» Problem description
Please return every line from the entries that has the string "JoinSet" in it.

##### Information

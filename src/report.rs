//! Run summary formatting.

use crate::error::Result;
use crate::metrics::Summary;
use comfy_table::{modifiers::UTF8_ROUND_CORNERS, presets::UTF8_FULL, Table};

/// Formats run summaries for output.
pub struct Report;

impl Report {
    /// Format a summary as a console table.
    pub fn format_table(summary: &Summary) -> String {
        let mut table = Table::new();
        table
            .load_preset(UTF8_FULL)
            .apply_modifier(UTF8_ROUND_CORNERS)
            .set_header(vec![format!("Run Summary: {}", summary.scenario)]);

        table.add_row(vec!["Duration:", &format!("{:.1}s", summary.duration_secs)]);
        table.add_row(vec!["VUs:", &format!("{}", summary.vus)]);
        table.add_row(vec!["Iterations:", &format!("{}", summary.iterations)]);
        table.add_row(vec![
            "Total Requests:",
            &format!("{}", summary.total_requests),
        ]);
        let success_rate = if summary.total_requests > 0 {
            let ok = summary.total_requests - summary.failed_requests;
            ok as f64 / summary.total_requests as f64 * 100.0
        } else {
            0.0
        };
        table.add_row(vec!["Success Rate:", &format!("{:.1}%", success_rate)]);
        table.add_row(vec![
            "Requests/sec:",
            &format!("{:.1}", summary.requests_per_second),
        ]);

        table.add_row(vec!["", ""]);
        table.add_row(vec!["Latency (ms)", "p50 / p75 / p90 / p95 / p99"]);
        table.add_row(vec![
            "",
            &format!(
                "{:.1} / {:.1} / {:.1} / {:.1} / {:.1}",
                summary.latency_p50,
                summary.latency_p75,
                summary.latency_p90,
                summary.latency_p95,
                summary.latency_p99
            ),
        ]);
        table.add_row(vec!["", "min / avg / max"]);
        table.add_row(vec![
            "",
            &format!(
                "{:.1} / {:.1} / {:.1}",
                summary.latency_min, summary.latency_avg, summary.latency_max
            ),
        ]);

        table.add_row(vec!["", ""]);
        table.add_row(vec![
            "Data Received:",
            &format!("{:.1} MB/s", summary.data_received_per_second / 1_000_000.0),
        ]);
        table.add_row(vec![
            "Data Sent:",
            &format!("{:.1} MB/s", summary.data_sent_per_second / 1_000_000.0),
        ]);

        if !summary.thresholds.is_empty() {
            table.add_row(vec!["", ""]);
            table.add_row(vec!["Thresholds", ""]);
            for verdict in &summary.thresholds {
                let mark = if verdict.passed { "✓" } else { "✗" };
                table.add_row(vec![
                    &format!("{} {}", mark, verdict.selector),
                    &format!("{} (observed {:.2})", verdict.expression, verdict.observed),
                ]);
            }
        }

        table.to_string()
    }

    /// Format a summary as JSON.
    pub fn format_json(summary: &Summary) -> Result<String> {
        Ok(serde_json::to_string_pretty(summary)?)
    }

    /// Format a summary as a CSV row.
    pub fn format_csv(summary: &Summary) -> String {
        format!(
            "{},{},{},{},{},{:.1},{:.1},{:.1},{:.1},{}",
            summary.timestamp,
            summary.scenario,
            summary.duration_secs,
            summary.total_requests,
            summary.failed_requests,
            summary.requests_per_second,
            summary.latency_p50,
            summary.latency_p90,
            summary.latency_p99,
            summary.thresholds_passed()
        )
    }

    /// CSV header row.
    pub fn csv_header() -> &'static str {
        "timestamp,scenario,duration,requests,failed,rps,p50,p90,p99,thresholds_passed"
    }
}

#[cfg(test)]
mod tests {
    use super::*;
    use crate::threshold::Verdict;

    fn summary() -> Summary {
        Summary {
            scenario: "simple".to_string(),
            timestamp: "2021-01-01T00:00:00+00:00".to_string(),
            duration_secs: 10.0,
            vus: 10,
            iterations: 90,
            total_requests: 100,
            failed_requests: 10,
            requests_per_second: 10.0,
            latency_p50: 5.0,
            latency_p75: 6.0,
            latency_p90: 7.0,
            latency_p95: 8.0,
            latency_p99: 9.0,
            latency_min: 1.0,
            latency_max: 12.0,
            latency_avg: 5.5,
            data_received_per_second: 1024.0,
            data_sent_per_second: 256.0,
            thresholds: vec![Verdict {
                selector: "http_reqs{expected_response:true}".to_string(),
                expression: "rate>5".to_string(),
                observed: 9.0,
                passed: true,
            }],
        }
    }

    #[test]
    fn table_includes_threshold_rows() {
        let table = Report::format_table(&summary());
        assert!(table.contains("Run Summary: simple"));
        assert!(table.contains("✓ http_reqs{expected_response:true}"));
        assert!(table.contains("rate>5"));
    }

    #[test]
    fn table_includes_full_latency_spread_and_throughput() {
        let table = Report::format_table(&summary());
        assert!(table.contains("p50 / p75 / p90 / p95 / p99"));
        assert!(table.contains("5.0 / 6.0 / 7.0 / 8.0 / 9.0"));
        assert!(table.contains("min / avg / max"));
        assert!(table.contains("1.0 / 5.5 / 12.0"));
        assert!(table.contains("Data Received:"));
        assert!(table.contains("Data Sent:"));
    }

    #[test]
    fn csv_row_matches_header_arity() {
        let header_fields = Report::csv_header().split(',').count();
        let row_fields = Report::format_csv(&summary()).split(',').count();
        assert_eq!(header_fields, row_fields);
    }

    #[test]
    fn json_round_trips() {
        let json = Report::format_json(&summary()).unwrap();
        let parsed: Summary = serde_json::from_str(&json).unwrap();
        assert_eq!(parsed.total_requests, 100);
        assert!(parsed.thresholds_passed());
    }
}
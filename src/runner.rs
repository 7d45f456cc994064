//! VU scheduling and load-test orchestration.
//!
//! The runner spawns one task per virtual user, each looping the scenario
//! iteration until the shared deadline. Iterations push their samples into
//! a shared buffer; the orchestration loop drains it once per push
//! interval, feeding the aggregate store and the configured sample output.

use crate::config::ScenarioConfig;
use crate::error::Result;
use crate::metrics::{MetricKind, MetricStore, Sample, Selector, Summary, HTTP_REQS, ITERATIONS, VUS};
use crate::output::SampleOutput;
use crate::scenario::{self, TargetPicker};
use crate::threshold::Threshold;
use indicatif::{ProgressBar, ProgressStyle};
use std::sync::{Arc, Mutex};
use std::time::Duration;
use tokio::task::JoinSet;
use tokio::time::{sleep, Instant};
use tracing::{debug, warn};

const PUSH_INTERVAL: Duration = Duration::from_secs(1);
const REQUEST_TIMEOUT: Duration = Duration::from_secs(30);

type SampleBuffer = Arc<Mutex<Vec<Sample>>>;

/// Executes a scenario with the configured number of VUs.
pub struct Runner {
    config: ScenarioConfig,
    duration: Duration,
    warmup: Duration,
    thresholds: Vec<Threshold>,
    show_progress: bool,
}

impl Runner {
    /// Validate the scenario and prepare a runner for it.
    pub fn new(config: ScenarioConfig) -> Result<Self> {
        config.validate()?;
        let duration = config.run_duration()?;
        let warmup = config.warmup_duration()?;
        let thresholds = config.parsed_thresholds()?;
        Ok(Self {
            config,
            duration,
            warmup,
            thresholds,
            show_progress: true,
        })
    }

    pub fn show_progress(mut self, show: bool) -> Self {
        self.show_progress = show;
        self
    }

    /// Run to completion and evaluate thresholds against the final
    /// aggregates.
    pub async fn run(&self, mut output: Box<dyn SampleOutput>) -> Result<Summary> {
        let selectors: Vec<Selector> =
            self.thresholds.iter().map(|t| t.selector.clone()).collect();
        let mut store = MetricStore::new(&selectors)?;

        let buffer: SampleBuffer = Arc::new(Mutex::new(Vec::new()));
        let start = Instant::now();
        let end = start + self.warmup + self.duration;

        // Per-VU pacing interval approximating the global rate.
        let pace = self
            .config
            .requests_per_second
            .map(|rps| Duration::from_secs_f64(self.config.vus as f64 / rps));

        let mut vus = JoinSet::new();
        for vu_id in 0..self.config.vus as u64 {
            let picker = TargetPicker::new(&self.config.targets, self.config.seed, vu_id)?;
            let client = build_client()?;
            let buffer = buffer.clone();
            vus.spawn(run_vu(client, picker, buffer, end, pace));
        }
        debug!(vus = self.config.vus, "virtual users started");

        let progress = self.progress_bar();
        let mut interval = tokio::time::interval(PUSH_INTERVAL);
        interval.set_missed_tick_behavior(tokio::time::MissedTickBehavior::Delay);
        interval.tick().await; // first tick fires immediately

        let mut in_warmup = !self.warmup.is_zero();
        while Instant::now() < end {
            interval.tick().await;
            let elapsed = start.elapsed();

            let mut batch = drain(&buffer);
            if in_warmup {
                // Everything buffered so far was produced during warmup;
                // throw it away before the flag flips so the boundary
                // interval never leaks into the aggregates.
                batch.clear();
                if elapsed >= self.warmup {
                    in_warmup = false;
                    debug!("warmup complete, recording metrics");
                }
            } else {
                batch.push(Sample::new(VUS, MetricKind::Gauge, self.config.vus as f64));
                for sample in &batch {
                    store.record(sample);
                }
                output.write_batch(&batch)?;
                output.flush()?;
            }

            if let Some(pb) = &progress {
                if in_warmup {
                    pb.set_message(format!("warmup {}s", elapsed.as_secs()));
                } else {
                    let test_elapsed = elapsed.saturating_sub(self.warmup);
                    pb.set_position(test_elapsed.as_secs().min(self.duration.as_secs()));
                    if let Some(reqs) = store.total(HTTP_REQS) {
                        pb.set_message(format!("{} reqs", reqs.count()));
                    }
                }
            }
        }

        // Let in-flight iterations finish, then drain what they produced.
        while let Some(joined) = vus.join_next().await {
            if let Err(e) = joined {
                warn!(error = %e, "VU task failed");
            }
        }
        let batch = drain(&buffer);
        if !in_warmup {
            for sample in &batch {
                store.record(sample);
            }
            output.write_batch(&batch)?;
        }
        output.close()?;

        if let Some(pb) = progress {
            pb.finish_with_message("complete");
        }

        let test_elapsed = start.elapsed().saturating_sub(self.warmup);
        let verdicts = self
            .thresholds
            .iter()
            .map(|t| t.evaluate(store.aggregate(&t.selector), test_elapsed))
            .collect();

        Ok(Summary::from_store(
            &store,
            self.config.name.clone(),
            self.config.vus,
            test_elapsed,
            verdicts,
        ))
    }

    fn progress_bar(&self) -> Option<ProgressBar> {
        if !self.show_progress {
            return None;
        }
        let pb = ProgressBar::new(self.duration.as_secs());
        pb.set_style(
            ProgressStyle::default_bar()
                .template("[{elapsed_precise}] {bar:40.cyan/blue} {pos}/{len}s {msg}")
                .expect("valid progress bar template")
                .progress_chars("##-"),
        );
        Some(pb)
    }
}

/// One connection pool per VU, no cross-VU sharing.
fn build_client() -> Result<reqwest::Client> {
    Ok(reqwest::Client::builder()
        .timeout(REQUEST_TIMEOUT)
        .pool_max_idle_per_host(1)
        .tcp_nodelay(true)
        .build()?)
}

async fn run_vu(
    client: reqwest::Client,
    mut picker: TargetPicker,
    buffer: SampleBuffer,
    end: Instant,
    pace: Option<Duration>,
) {
    while Instant::now() < end {
        let iteration_start = Instant::now();
        let target = picker.next_target().clone();
        let mut samples = scenario::execute_get(&client, &target).await;
        samples.push(Sample::new(ITERATIONS, MetricKind::Counter, 1.0));

        if let Ok(mut buf) = buffer.lock() {
            buf.extend(samples);
        }

        if let Some(interval) = pace {
            let spent = iteration_start.elapsed();
            if spent < interval {
                sleep(interval - spent).await;
            }
        }
    }
}

fn drain(buffer: &SampleBuffer) -> Vec<Sample> {
    match buffer.lock() {
        Ok(mut buf) => std::mem::take(&mut *buf),
        Err(_) => Vec::new(),
    }
}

##########

» Answer
use tokio::task::JoinSet;
        let mut vus = JoinSet::new();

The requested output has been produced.